Dataset entries
=-=-=-=-=

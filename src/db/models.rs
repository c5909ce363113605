// =============================================================================
// Persistence row types — one struct per entity from spec §3
// =============================================================================

use serde::{Deserialize, Serialize};

use crate::types::{BotMode, CloseReason, PositionSide, PositionStatus, ProviderVariant, RequestKind, Role, TradeAction};

#[derive(Debug, Clone, Serialize, Deserialize)]
pub struct User {
    pub id: String,
    pub username: String,
    pub password_hash: String,
    pub role: Role,
    pub active: bool,
    pub encryption_salt: String,
    /// SHA-256 hex digest of the one-time recovery phrase issued at
    /// registration. `None` once the phrase has been consumed by
    /// `/auth/recover` (single-use, spec §4 auth design).
    pub recovery_code_hash: Option<String>,
    pub created_at: String,
}

#[derive(Debug, Clone, Serialize, Deserialize)]
pub struct Provider {
    pub id: String,
    pub owner_id: String,
    pub name: String,
    pub variant: ProviderVariant,
    pub endpoint_url: String,
    pub model_name: String,
    /// Base64-encoded ciphertext; never serialized back out except to the
    /// vault itself. Call sites that expose providers over the API must use
    /// [`Provider::redacted`] instead of serializing this field.
    pub encrypted_api_key: String,
    pub config: serde_json::Value,
    pub active: bool,
    pub created_at: String,
}

impl Provider {
    /// Returns a clone with the credential replaced by a redaction marker —
    /// the shape non-admin list responses must serialize (spec §6: "non-admin
    /// list responses redact the api-key field").
    pub fn redacted(&self) -> Self {
        let mut copy = self.clone();
        copy.encrypted_api_key = "***redacted***".to_string();
        copy
    }
}

#[derive(Debug, Clone, Serialize, Deserialize)]
pub struct Wallet {
    pub id: String,
    pub owner_id: String,
    pub bot_id: String,
    pub exchange: String,
    pub encrypted_key: String,
    pub encrypted_secret: String,
    pub address: Option<String>,
    pub active: bool,
    pub created_at: String,
}

#[derive(Debug, Clone, Serialize, Deserialize)]
pub struct Bot {
    pub id: String,
    pub owner_id: String,
    pub name: String,
    pub system_prompt: String,
    pub provider_id: String,
    pub mode: BotMode,
    pub active: bool,
    pub paused: bool,
    pub avatar: Option<Vec<u8>>,
    pub allowed_symbols: Option<Vec<String>>,
    pub created_at: String,
}

#[derive(Debug, Clone, Serialize, Deserialize)]
pub struct Position {
    pub id: String,
    pub owner_id: String,
    pub bot_id: String,
    pub symbol: String,
    pub side: PositionSide,
    pub entry_price: f64,
    pub size: f64,
    pub leverage: f64,
    pub liquidation_price: f64,
    pub stop_loss: Option<f64>,
    pub take_profit: Option<f64>,
    pub unrealized_pnl: f64,
    pub status: PositionStatus,
    pub close_reason: Option<CloseReason>,
    pub opened_at: String,
    pub closed_at: Option<String>,
}

#[derive(Debug, Clone, Serialize, Deserialize)]
pub struct Trade {
    pub id: String,
    pub owner_id: String,
    pub bot_id: String,
    pub position_id: Option<String>,
    pub symbol: String,
    pub side: PositionSide,
    pub action: TradeAction,
    pub entry_price: f64,
    pub exit_price: Option<f64>,
    pub size: f64,
    pub leverage: f64,
    pub realized_pnl: f64,
    pub fee: f64,
    pub executed_at: String,
}

#[derive(Debug, Clone, Serialize, Deserialize)]
pub struct Decision {
    pub id: String,
    pub owner_id: String,
    pub bot_id: String,
    pub prompt: String,
    pub parsed_decisions: serde_json::Value,
    pub notes: Vec<String>,
    pub success: bool,
    pub timestamp: String,
}

#[derive(Debug, Clone, Serialize, Deserialize)]
pub struct Snapshot {
    pub id: String,
    pub owner_id: String,
    pub bot_id: String,
    pub balance: f64,
    pub unrealized_pnl: f64,
    pub realized_pnl: f64,
    pub total_value: f64,
    pub trade_count: u64,
    pub win_rate: f64,
    pub timestamp: String,
}

#[derive(Debug, Clone, Serialize, Deserialize)]
pub struct HistorySummary {
    pub bot_id: String,
    pub owner_id: String,
    pub text: String,
    pub summarized_count: u64,
    pub from_timestamp: String,
    pub to_timestamp: String,
    pub generated_at: String,
    pub token_count: u32,
}

#[derive(Debug, Clone, Serialize, Deserialize)]
pub struct TokenUsage {
    pub id: String,
    pub owner_id: String,
    pub bot_id: String,
    pub provider_id: String,
    pub request_kind: RequestKind,
    pub input_tokens: u64,
    pub output_tokens: u64,
    pub cost_minor_units: i64,
    pub model: String,
    pub latency_ms: u64,
    pub reported_to_biller: bool,
    pub timestamp: String,
}

#[derive(Debug, Clone, Serialize, Deserialize)]
pub struct AuditEntry {
    pub id: String,
    pub event_type: String,
    pub entity_kind: String,
    pub entity_id: String,
    pub actor_user_id: String,
    pub details: serde_json::Value,
    pub ip: Option<String>,
    pub timestamp: String,
}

=-=-=-=-=

Scan the entries above for the word "spec" and collect each line holding it.

**RESPONSE**.
// Persistence row types — one struct per entity from spec §3
    /// `/auth/recover` (single-use, spec §4 auth design).
    /// the shape non-admin list responses must serialize (spec §6: "non-admin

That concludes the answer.